Doc K will report his findings from today’s biopsy to my Surgeon Doc Z on Monday or Tuesday.  So, like the first time we went through this uncertain time, my nerves are stretched taunt as the hours slowly go by waiting for that telephone call.  I do not let my mind spend much time thinking about where we might have to go with treatments, etc., if that call from Doc Z doesn’t result in a whoosh of relief, a shared laugh and joke or two between him and me.  One way or the other, I eagerly await the news so that we can continue moving forward!

Dark Days drag on

I just cannot seem to dig out of the Dark Days and make it back up to Good Days.  I guess this second chemo treatment with the increased dosage just going to drag on for awhile.  I have only had one small meal of regular food during the last 10 days.  All other nourishment has come from a can funneled down that tube into my stomach.   This incredible sensitivity to smells is wild beyond belief.  If there was a prize for having a nose like a dog, I’d be a player for the trophy.  My family is going nuts, of course, trying to not create some sort of food smell, etc., that will get a whiff of and go into a panic attack to run away and find some spot in the house where I can escape.  Totally unreal.  
I spend nearly all day sitting or lying on the bed just too weak to do anything else.  Man, I hate this worthless feeling lying around like a slug!   My mind is screaming for (1) some energy and (2) the ability to have some real food.  Oh well, maybe tomorrow this round of chemo will have done all it cancer killing and begin to wash out of my system and let me do some healing.  As I always say “Ya Gotta Believe!”
I am eager to be in Good Days and enjoy some fresh air, maybe wet a fishing line, try and help out online with work. 
I remained humbled by the number of kind messages that continue to come my way from so many people.  I am so blessed to know so many good people….

November 16, 2010

Chemo Cycle 2

Brother Larry snuck a picture while I was getting some fluids via IV...and sleeping
The chemo pump I have carried for the last five days was disconnected from my body today…thankfully.  This second chemo cycle is playing out quite differently that was expected.  The nausea and bone pain was down considerably from the first cycle.  On the other hand, my general condition and overall weakness was measurably deeper than the first cycle.  I am just now at the bottom and feeling fragile – for the lack of a better word.  Anything can send me to the bottom so fast.  Smelling food takes me from feeling pretty stable to crashing down on my knees with weakness that sweeps over me.  It is so hard to describe how a simple whiff of something cooking can send me rushing to my room to slam the door and escape.  I end up on the bed almost in panic trying to get a grip and regain a sense of stable feeling in my mind.  The last time this happened, this evening, a simple smell knocked me down for about two hours.  The only food I can take in is through the stomach tube; this has been the case sense last Thursday.
I seemed to be hit hard with dehydration this cycle.  I went in yesterday for a two hour IV feed of saline.  Unfortunately, I had to have another infusion of liquids today after the pump was removed. 

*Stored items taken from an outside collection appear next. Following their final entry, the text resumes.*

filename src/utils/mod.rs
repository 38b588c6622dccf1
pub mod error;
pub mod logger;
pub mod monitor;
pub mod validation;
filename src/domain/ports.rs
use crate::domain::markup::SiteMarkup;
use crate::domain::model::{CsvOptions, ErrorPolicy, ExtractResult, ListingFragment, TransformResult};
use crate::utils::error::Result;
use async_trait::async_trait;
use std::collections::BTreeMap;

pub trait Storage: Send + Sync {
    /// 建立或覆寫檔案
    fn write_file(
        &self,
        path: &str,
        data: &[u8],
    ) -> impl std::future::Future<Output = Result<()>> + Send;
}

/// HTTP 請求設定
#[derive(Debug, Clone, PartialEq, Eq)]
pub struct FetchSettings {
    pub timeout_secs: u64,
    pub user_agent: String,
    pub headers: BTreeMap<String, String>,
}

pub const DEFAULT_USER_AGENT: &str = "Mozilla/5.0 (Windows NT 10.0; Win64; x64) AppleWebKit/537.36 (KHTML, like Gecko) Chrome/120.0.0.0 Safari/537.36";

impl Default for FetchSettings {
    fn default() -> Self {
        Self {
            timeout_secs: 30,
            user_agent: DEFAULT_USER_AGENT.to_string(),
            headers: BTreeMap::new(),
        }
    }
}

pub trait ConfigProvider: Send + Sync {
    fn base_url(&self) -> &str;
    fn destination_path(&self) -> &str;
    fn csv_options(&self) -> CsvOptions;
    fn site_markup(&self) -> SiteMarkup;
    fn fetch_settings(&self) -> FetchSettings;
    fn error_policy(&self) -> ErrorPolicy;
}

#[async_trait]
pub trait Fetcher: Send + Sync {
    /// 取得網址的 HTML；只有 200 OK 算成功
    async fn fetch(&self, url: &str) -> Result<String>;
}

#[async_trait]
pub trait Pipeline: Send + Sync {
    async fn extract(&self) -> Result<ExtractResult>;
    async fn transform(&self, fragments: Vec<ListingFragment>) -> Result<TransformResult>;
    /// 寫出結果並回傳輸出路徑
    async fn load(&self, result: &TransformResult) -> Result<String>;
}
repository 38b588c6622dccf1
use crate::domain::markup::SiteMarkup;
use crate::domain::model::{Column, CsvOptions, ErrorPolicy, Quoting};
use crate::domain::ports::{ConfigProvider, FetchSettings};
use crate::utils::error::{Result, ScrapeError};
use crate::utils::validation::{validate_csv_char, validate_export_settings, Validate};
use regex::{Captures, Regex};
use serde::Deserialize;
use std::collections::BTreeMap;
use std::path::Path;

#[derive(Debug, Clone, Deserialize)]
pub struct TomlConfig {
    pub source: SourceConfig,
    #[serde(default)]
    pub markup: SiteMarkup,
    pub output: OutputConfig,
    #[serde(default)]
    pub run: RunConfig,
}

#[derive(Debug, Clone, Deserialize)]
pub struct SourceConfig {
    pub base_url: String,
    pub timeout_seconds: Option<u64>,
    pub user_agent: Option<String>,
    pub headers: Option<BTreeMap<String, String>>,
}

#[derive(Debug, Clone, Deserialize)]
pub struct OutputConfig {
    pub path: String,
    pub delimiter: Option<char>,
    pub quote: Option<char>,
    pub quoting: Option<Quoting>,
    pub columns: Option<Vec<Column>>,
}

#[derive(Debug, Clone, Default, Deserialize)]
pub struct RunConfig {
    #[serde(default)]
    pub on_malformed: ErrorPolicy,
    #[serde(default)]
    pub monitor: bool,
}

impl TomlConfig {
    /// 從 TOML 檔案載入配置
    pub fn from_file<P: AsRef<Path>>(path: P) -> Result<Self> {
        let content = std::fs::read_to_string(&path)?;
        Self::from_toml_str(&content)
    }

    /// 從 TOML 字串解析配置
    pub fn from_toml_str(content: &str) -> Result<Self> {
        let processed_content = Self::substitute_env_vars(content)?;

        toml::from_str(&processed_content)
            .map_err(|e| ScrapeError::config(format!("TOML parsing error: {}", e)))
    }

    /// 替換環境變數 (例如 ${FUNDA_CITY})；找不到的變數保持原樣
    fn substitute_env_vars(content: &str) -> Result<String> {
        let re = Regex::new(r"\$\{([^}]+)\}")
            .map_err(|e| ScrapeError::config(format!("Invalid substitution pattern: {}", e)))?;

        let result = re.replace_all(content, |caps: &Captures| {
            let var_name = &caps[1];
            std::env::var(var_name).unwrap_or_else(|_| format!("${{{}}}", var_name))
        });

        Ok(result.into_owned())
    }

    pub fn monitoring_enabled(&self) -> bool {
        self.run.monitor
    }
}

impl ConfigProvider for TomlConfig {
    fn base_url(&self) -> &str {
        &self.source.base_url
    }

    fn destination_path(&self) -> &str {
        &self.output.path
    }

    fn csv_options(&self) -> CsvOptions {
        let defaults = CsvOptions::default();
        CsvOptions {
            delimiter: self
                .output
                .delimiter
                .and_then(|c| u8::try_from(c).ok())
                .unwrap_or(defaults.delimiter),
            quote: self
                .output
                .quote
                .and_then(|c| u8::try_from(c).ok())
                .unwrap_or(defaults.quote),
            quoting: self.output.quoting.unwrap_or(defaults.quoting),
            columns: self.output.columns.clone().unwrap_or(defaults.columns),
        }
    }

    fn site_markup(&self) -> SiteMarkup {
        self.markup.clone()
    }

    fn fetch_settings(&self) -> FetchSettings {
        let defaults = FetchSettings::default();
        FetchSettings {
            timeout_secs: self.source.timeout_seconds.unwrap_or(defaults.timeout_secs),
            user_agent: self
                .source
                .user_agent
                .clone()
                .unwrap_or(defaults.user_agent),
            headers: self.source.headers.clone().unwrap_or_default(),
        }
    }

    fn error_policy(&self) -> ErrorPolicy {
        self.run.on_malformed
    }
}

impl Validate for TomlConfig {
    fn validate(&self) -> Result<()> {
        if let Some(delimiter) = self.output.delimiter {
            validate_csv_char("output.delimiter", delimiter)?;
        }
        if let Some(quote) = self.output.quote {
            validate_csv_char("output.quote", quote)?;
        }
        validate_export_settings(self)
    }
}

Once again, I am blessed to have family in town to help with all this running around. My brother and sister in law Susie (who was such a big help when she flew in after Mom’s heart attack) are in from Alaska. 
I have to get my determination back solid on track now that hopefully the worse is over for the second cycle.  Even though I have one more chemo cycle to go, I must meet with my radiation team and do all work we need to do to prepare our plan…and me…for the onslaught of six weeks of daily radiation…except weekends as if that makes it better. J
I apologize for not being able to put something on the blog during the Dark Days of this cycle.  It just is not possible to do it when I am trying to hang on to just staying inside the bubble of stability.

November 12, 2010

Bone Marrow Kicked in Gear

I just returned from Doc Q's office where I received my shot that puts the bone marrow in hyper drive to generate white blood cells....and will give me bone and muscle pain for the next 5-6 days. Nurse Mary also pumped a quart of saline solution into my blood stream through the IV to make sure I am plenty hydrated for the weekend.  She also check the chemo pump I am strapped to for the next 5 days to make sure the little bugger is dumping the drug into me per the plan.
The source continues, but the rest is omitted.